On 8/25/23, 9/5/23, and 9/15/23,
the parties filed their supplemental briefs.
The Court must determine whether
the supplemental briefs support granting or denying Defendants’ motion to
compel.
DISCUSSION
Preliminary Note
On 6/6/23, Plaintiff filed a
companion, PAGA-only action against Defendants.[1] The case number is 23STCV12867, and it is
pending before Judge Bruce Iwasaki in Department 58. The allegations are the same as here.
On 8/25/23, Judge Iwasaki granted
Defendants’ motion to compel arbitration.

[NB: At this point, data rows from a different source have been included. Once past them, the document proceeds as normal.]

//! # Gateway Pipeline
//!
//! Composes the router, rate limiter, circuit breaker, retry executor, load
//! balancer and endpoint registry into the end-to-end request handler:
//!
//! ```text
//! request → route match → rate-limit admit → [per attempt: breaker admit →
//! resolve snapshot → select endpoint → invoke] → breaker records outcome →
//! response (or configured fallback)
//! ```
//!
//! Each request runs as its own task; the only serialization points are the
//! per-route breaker lock and the per-key bucket lock. Retry attempts within
//! one request are strictly sequential and every attempt re-resolves its
//! endpoint, steering around the endpoint the previous attempt failed on.

use axum::http::{HeaderName, HeaderValue, StatusCode};
use bytes::Bytes;
use dashmap::DashMap;
use parking_lot::Mutex;
use std::sync::Arc;
use std::time::{Duration, Instant};
use tokio::task::JoinHandle;
use tokio_util::sync::CancellationToken;
use tracing::{debug, warn};
use uuid::Uuid;

use crate::core::error::{GatewayError, GatewayResult};
use crate::core::types::{GatewayResponse, IncomingRequest};
use crate::discovery::EndpointRegistry;
use crate::gateway::connector::{UpstreamConnector, UpstreamRequest};
use crate::load_balancing::LoadBalancer;
use crate::observability::{EventBus, GatewayEvent};
use crate::resilience::{
    CircuitBreaker, CircuitBreakerRegistry, RateLimitConfig, RateLimiter, RetryExecutor,
};
use crate::routing::{FallbackConfig, FilterSpec, Route, SharedRouteTable};

/// The end-to-end request handler
pub struct GatewayPipeline {
    routes: Arc<SharedRouteTable>,
    registry: Arc<EndpointRegistry>,
    balancer: Arc<dyn LoadBalancer>,
    breakers: CircuitBreakerRegistry,
    limiters: DashMap<String, Arc<RateLimiter>>,
    retry: RetryExecutor,
    connector: Arc<dyn UpstreamConnector>,
    events: EventBus,
}

impl GatewayPipeline {
    pub fn new(
        routes: Arc<SharedRouteTable>,
        registry: Arc<EndpointRegistry>,
        balancer: Arc<dyn LoadBalancer>,
        connector: Arc<dyn UpstreamConnector>,
        events: EventBus,
    ) -> Self {
        Self {
            routes,
            registry,
            balancer,
            breakers: CircuitBreakerRegistry::new(events.clone()),
            limiters: DashMap::new(),
            retry: RetryExecutor::new(events.clone()),
            connector,
            events,
        }
    }

    /// The live route table handle
    pub fn route_table(&self) -> &Arc<SharedRouteTable> {
        &self.routes
    }

    /// The endpoint registry backing this pipeline
    pub fn registry(&self) -> &Arc<EndpointRegistry> {
        &self.registry
    }

    /// Handle one inbound request to a terminal response or error
    pub async fn handle(&self, mut request: IncomingRequest) -> GatewayResult<GatewayResponse> {
        let started = request.received_at;

        // In-flight requests keep the table snapshot they resolve here.
        let table = self.routes.load();
        let matched = table
            .match_request(&request.method, &request.path)
            .ok_or_else(|| GatewayError::NoRouteMatched {
                path: request.path.clone(),
            })?;
        let route = Arc::clone(&matched.route);

        debug!(
            request_id = %request.id,
            route = %route.id,
            service = %route.service,
            path = %request.path,
            rewritten = %matched.rewritten_path,
            "route matched"
        );
        self.events.publish(GatewayEvent::RouteMatched {
            request_id: request.id.clone(),
            route: route.id.clone(),
            service: route.service.clone(),
            rewritten_path: matched.rewritten_path.clone(),
        });

        if let Some(config) = &route.policy.rate_limit {
            let limiter = self.limiter_for(&route.id, config);
            let key = limiter.resolve_key(&request);
            limiter.check(&key)?;
        }

        self.apply_request_filters(&route.filters, &mut request);

        let upstream = Arc::new(UpstreamRequest {
            method: request.method.clone(),
            path: matched.rewritten_path.clone(),
            query: request.query.clone(),
            headers: request.headers.clone(),
            body: request.body.clone(),
        });

        let deadline = started + route.policy.timeout;
        let breaker = self
            .breakers
            .get_or_create(&route.id, &route.policy.circuit_breaker);
        // Authority of the endpoint the previous attempt failed against.
        let avoid: Arc<Mutex<Option<String>>> = Arc::new(Mutex::new(None));

        let registry = Arc::clone(&self.registry);
        let balancer = Arc::clone(&self.balancer);
        let connector = Arc::clone(&self.connector);
        let dispatch_route = Arc::clone(&route);

        let outcome = self
            .retry
            .execute(
                &route.policy.retry,
                &request.id,
                &route.id,
                &request.method,
                deadline,
                move |_attempt| {
                    Self::dispatch_once(
                        Arc::clone(&registry),
                        Arc::clone(&balancer),
                        Arc::clone(&connector),
                        Arc::clone(&breaker),
                        Arc::clone(&dispatch_route),
                        Arc::clone(&upstream),
                        Arc::clone(&avoid),
                        deadline,
                    )
                },
            )
            .await;

        match outcome {
            Ok(mut response) => {
                self.apply_response_filters(&route.filters, started, &mut response);
                Ok(response)
            }
            Err(err) => {
                if let Some(fallback) = &route.fallback {
                    if Self::fallback_applies(&err) {
                        warn!(
                            request_id = %request.id,
                            route = %route.id,
                            error = %err,
                            "primary path failed, serving fallback"
                        );
                        metrics::counter!("gateway_fallbacks", "route" => route.id.clone())
                            .increment(1);
                        let mut response = Self::fallback_response(fallback, &err);
                        self.apply_response_filters(&route.filters, started, &mut response);
                        return Ok(response);
                    }
                }
                Err(err)
            }
        }
    }

    /// One dispatch attempt: breaker gate, endpoint resolution, the call,
    /// and outcome recording
    #[allow(clippy::too_many_arguments)]
    async fn dispatch_once(
        registry: Arc<EndpointRegistry>,
        balancer: Arc<dyn LoadBalancer>,
        connector: Arc<dyn UpstreamConnector>,
        breaker: Arc<CircuitBreaker>,
        route: Arc<Route>,
        upstream: Arc<UpstreamRequest>,
        avoid: Arc<Mutex<Option<String>>>,
        deadline: Instant,
    ) -> GatewayResult<GatewayResponse> {
        // A breaker that opened mid-retry-sequence rejects right here, before
        // any network attempt.
        breaker.admit()?;

        let result =
            Self::attempt_call(&registry, &balancer, &connector, &route, &upstream, &avoid, deadline)
                .await;

        // Every admitted call must report back, or a half-open probe slot
        // would leak.
        match &result {
            Ok(response) => {
                if response.status.as_u16() >= route.policy.failure_status_min {
                    breaker.record_failure();
                } else {
                    breaker.record_success();
                }
            }
            Err(err) if err.is_breaker_failure() => breaker.record_failure(),
            Err(_) => breaker.record_cancelled(),
        }

        result
    }

    async fn attempt_call(
        registry: &EndpointRegistry,
        balancer: &Arc<dyn LoadBalancer>,
        connector: &Arc<dyn UpstreamConnector>,
        route: &Route,
        upstream: &UpstreamRequest,
        avoid: &Mutex<Option<String>>,
        deadline: Instant,
    ) -> GatewayResult<GatewayResponse> {
        let snapshot = registry.resolve(&route.service)?;
        let pool = snapshot.available_endpoints();

        let avoid_authority = avoid.lock().clone();
        let index = balancer
            .select(&route.service, &pool, avoid_authority.as_deref())
            .await
            .ok_or_else(|| GatewayError::NoEndpointsAvailable {
                service: route.service.clone(),
            })?;
        let endpoint = pool[index].clone();

        let now = Instant::now();
        if now >= deadline {
            return Err(GatewayError::DeadlineExceeded);
        }
        // The tighter of per-attempt timeout and remaining request budget.
        let cap = route.policy.attempt_timeout.min(deadline - now);

        match tokio::time::timeout(cap, connector.invoke(&endpoint, upstream)).await {
            Ok(Ok(response)) => Ok(response),
            Ok(Err(err)) => {
                *avoid.lock() = Some(endpoint.authority());
                Err(err)
            }
            Err(_) => {
                *avoid.lock() = Some(endpoint.authority());
                if Instant::now() >= deadline {
                    Err(GatewayError::DeadlineExceeded)
                } else {
                    Err(GatewayError::AttemptTimeout { timeout: cap })
                }
            }
        }
    }

    fn limiter_for(&self, route_id: &str, config: &RateLimitConfig) -> Arc<RateLimiter> {
        self.limiters
            .entry(route_id.to_string())
            .or_insert_with(|| {
                Arc::new(RateLimiter::new(
                    route_id,
                    config.clone(),
                    self.events.clone(),
                ))
            })
            .clone()
    }

    fn apply_request_filters(&self, filters: &[FilterSpec], request: &mut IncomingRequest) {
        for filter in filters {
            match filter {
                FilterSpec::CorrelationId { header } => {
                    if let Ok(name) = HeaderName::from_bytes(header.as_bytes()) {
                        if !request.headers.contains_key(&name) {
                            if let Ok(value) = HeaderValue::from_str(&Uuid::new_v4().to_string()) {
                                request.headers.insert(name, value);
                            }
                        }
                    }
                }
                FilterSpec::RequestHeader { name, value } => {
                    if let (Ok(name), Ok(value)) = (
                        HeaderName::from_bytes(name.as_bytes()),
                        HeaderValue::from_str(value),
                    ) {
                        request.headers.insert(name, value);
                    }
                }
                FilterSpec::ResponseHeader { .. } | FilterSpec::ResponseTiming { .. } => {}
            }
        }
    }

    fn apply_response_filters(
        &self,
        filters: &[FilterSpec],
        started: Instant,
        response: &mut GatewayResponse,
    ) {
        for filter in filters {
            match filter {
                FilterSpec::ResponseHeader { name, value } => {
                    if let (Ok(name), Ok(value)) = (
                        HeaderName::from_bytes(name.as_bytes()),
                        HeaderValue::from_str(value),
                    ) {
                        response.headers.insert(name, value);
                    }
                }
                FilterSpec::ResponseTiming { header } => {
                    let elapsed_ms = started.elapsed().as_millis().to_string();
                    if let (Ok(name), Ok(value)) = (
                        HeaderName::from_bytes(header.as_bytes()),
                        HeaderValue::from_str(&elapsed_ms),
                    ) {
                        response.headers.insert(name, value);
                    }
                }
                FilterSpec::CorrelationId { .. } | FilterSpec::RequestHeader { .. } => {}
            }
        }
    }

    /// Whether a terminal error is eligible for fallback suppression
    ///
    /// Dispatch-path failures are; admission verdicts are not: a fallback
    /// must never turn a rate-limit rejection into a successful response.
    fn fallback_applies(err: &GatewayError) -> bool {
        matches!(
            err,
            GatewayError::CircuitOpen { .. }
                | GatewayError::NoEndpointsAvailable { .. }
                | GatewayError::DiscoveryUnavailable { .. }
                | GatewayError::Upstream { .. }
                | GatewayError::AttemptTimeout { .. }
                | GatewayError::DeadlineExceeded
                | GatewayError::RetriesExhausted { .. }
        )
    }

    fn fallback_response(fallback: &FallbackConfig, err: &GatewayError) -> GatewayResponse {
        let status = StatusCode::from_u16(fallback.status).unwrap_or(StatusCode::OK);
        let mut response = GatewayResponse::new(
            status,
            axum::http::HeaderMap::new(),
            Bytes::from(fallback.body.clone().into_bytes()),
        );
        if let Ok(value) = fallback.content_type.parse() {
            response.headers.insert("content-type", value);
        }
        // Mark the response as degraded, carrying the suppressed error kind.
        if let Ok(value) = err.error_type().parse() {
            response.headers.insert("x-gateway-fallback", value);
        }
        response
    }

    /// Reclaim idle rate-limit buckets across all routes
    pub fn sweep_idle_buckets(&self) {
        for limiter in self.limiters.iter() {
            limiter.value().sweep_idle();
        }
    }

    /// Spawn the periodic bucket sweep
    pub fn spawn_bucket_sweeper(
        self: &Arc<Self>,
        interval: Duration,
        shutdown: CancellationToken,
    ) -> JoinHandle<()> {
        let pipeline = Arc::clone(self);
        tokio::spawn(async move {
            loop {
                tokio::select! {
                    _ = shutdown.cancelled() => break,
                    _ = tokio::time::sleep(interval) => pipeline.sweep_idle_buckets(),
                }
            }
        })
    }

    /// Drop breaker and limiter state for routes absent from the new table
    pub fn prune_stale_routes(&self) {
        let live = self.routes.load().route_ids();
        self.breakers.retain_routes(&live);
        self.limiters.retain(|route_id, _| live.iter().any(|l| l == route_id));
    }
}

He analyzed the same arbitration agreements and mostly the same
arguments. Like here, Plaintiff claimed
the scope of the PJ Cleveland agreement is overbroad because it covers
nonemployment claims and the scope of the PJ Escondido agreement is overbroad
because it covers joint-employer claims.
Judge Iwasaki rejected the arguments.
Judge Iwasaki’s order is not
binding, but it is persuasive. The Court
agrees with his analysis.
Existence and
Nonsignatories
The Court found last time that
Defendants established agreements to arbitrate and that Pacific PJ and
Malekzadeh are entitled to enforce the agreements as nonsignatories. (See 8/14/23
Ruling Re: Motion to Compel Arbitration, pp. 10, 14.) Those rulings stand. The Court declines to revisit them.
Enforcement
Procedural
Unconscionability
At
the last hearing, Plaintiff claimed the motion should be denied because “the
agreements constitute contracts of adhesion.”
(Id. at p. 10.)
The
Court disagreed:
. . . Plaintiff did not file a
declaration. He does not declare under
oath that he was pressured to sign or that he did not receive opportunities to
read the agreements and to consult attorneys before signing. Indeed, the agreements say the opposite. Both clearly state that he read them and
agreed to them on a voluntary basis.
[Citations.]
Regardless, “a predispute arbitration agreement is not invalid
merely because it is imposed as a condition of employment.” [Citation.] “[T]he mandatory nature of an arbitration
agreement does not, by itself, render the agreement unenforceable.” [Citations.]
(Id.at p. 11.)
Here, Defendants contend the Court should grant the motion
because (1) procedural unconscionability and substantive unconscionability both
must be present to find the agreements unenforceable, and (2) there is no
procedural unconscionability in light of the Court’s prior analysis. (See Defendants’ Supp. Brief, p. 7.)
The Court disagrees.
In Judge Iwasaki’s case, Defendants conceded that the agreements were
provided to Plaintiff as a condition of employment. The same is true here. Neither side truly disputes that the
agreements are contracts of adhesion. The amount of procedural
unconscionability is minimal, not zero.
Substantive Unconscionability
As noted above, the Court ordered the parties to brief
three issues: (1) whether the PJ Cleveland agreement’s coverage of
nonemployment claims is substantively unconscionable; (2) whether the PJ
Cleveland agreement’s mutual exclusion of injunctive-relief claims is
substantively unconscionable; and (3) whether the PJ Escondido agreement’s
coverage of joint-employer claims is substantively unconscionable.
Whether the PJ Cleveland
Agreement’s Coverage of Nonemployment Claims Is Substantively Unconscionable
Nonemployment
Claims: Section 1 [of the PJ Cleveland
agreement] states that the parties agree to arbitrate “all claims, disputes,
and/or controversies . . . , whether or not arising out of Employee’s
employment or the termination of employment, that Company may have against
Employee or that Employee may have against Company or against its employees or
agents in their capacity as employees or agents.” (Neghabat Decl., Ex. 2, p. 1, § 1, emphasis
added.) While the claims at issue here
are employment-related claims, which are certainly covered by the agreement,
the question is whether the italicized words render the agreement overbroad and
unenforceable. Plaintiff contends the
answer is yes because, for example, Plaintiff would be denied “access to a jury
trial if [PJ Cleveland] committed fraud against him as a customer, or
intentionally injured him as a customer.”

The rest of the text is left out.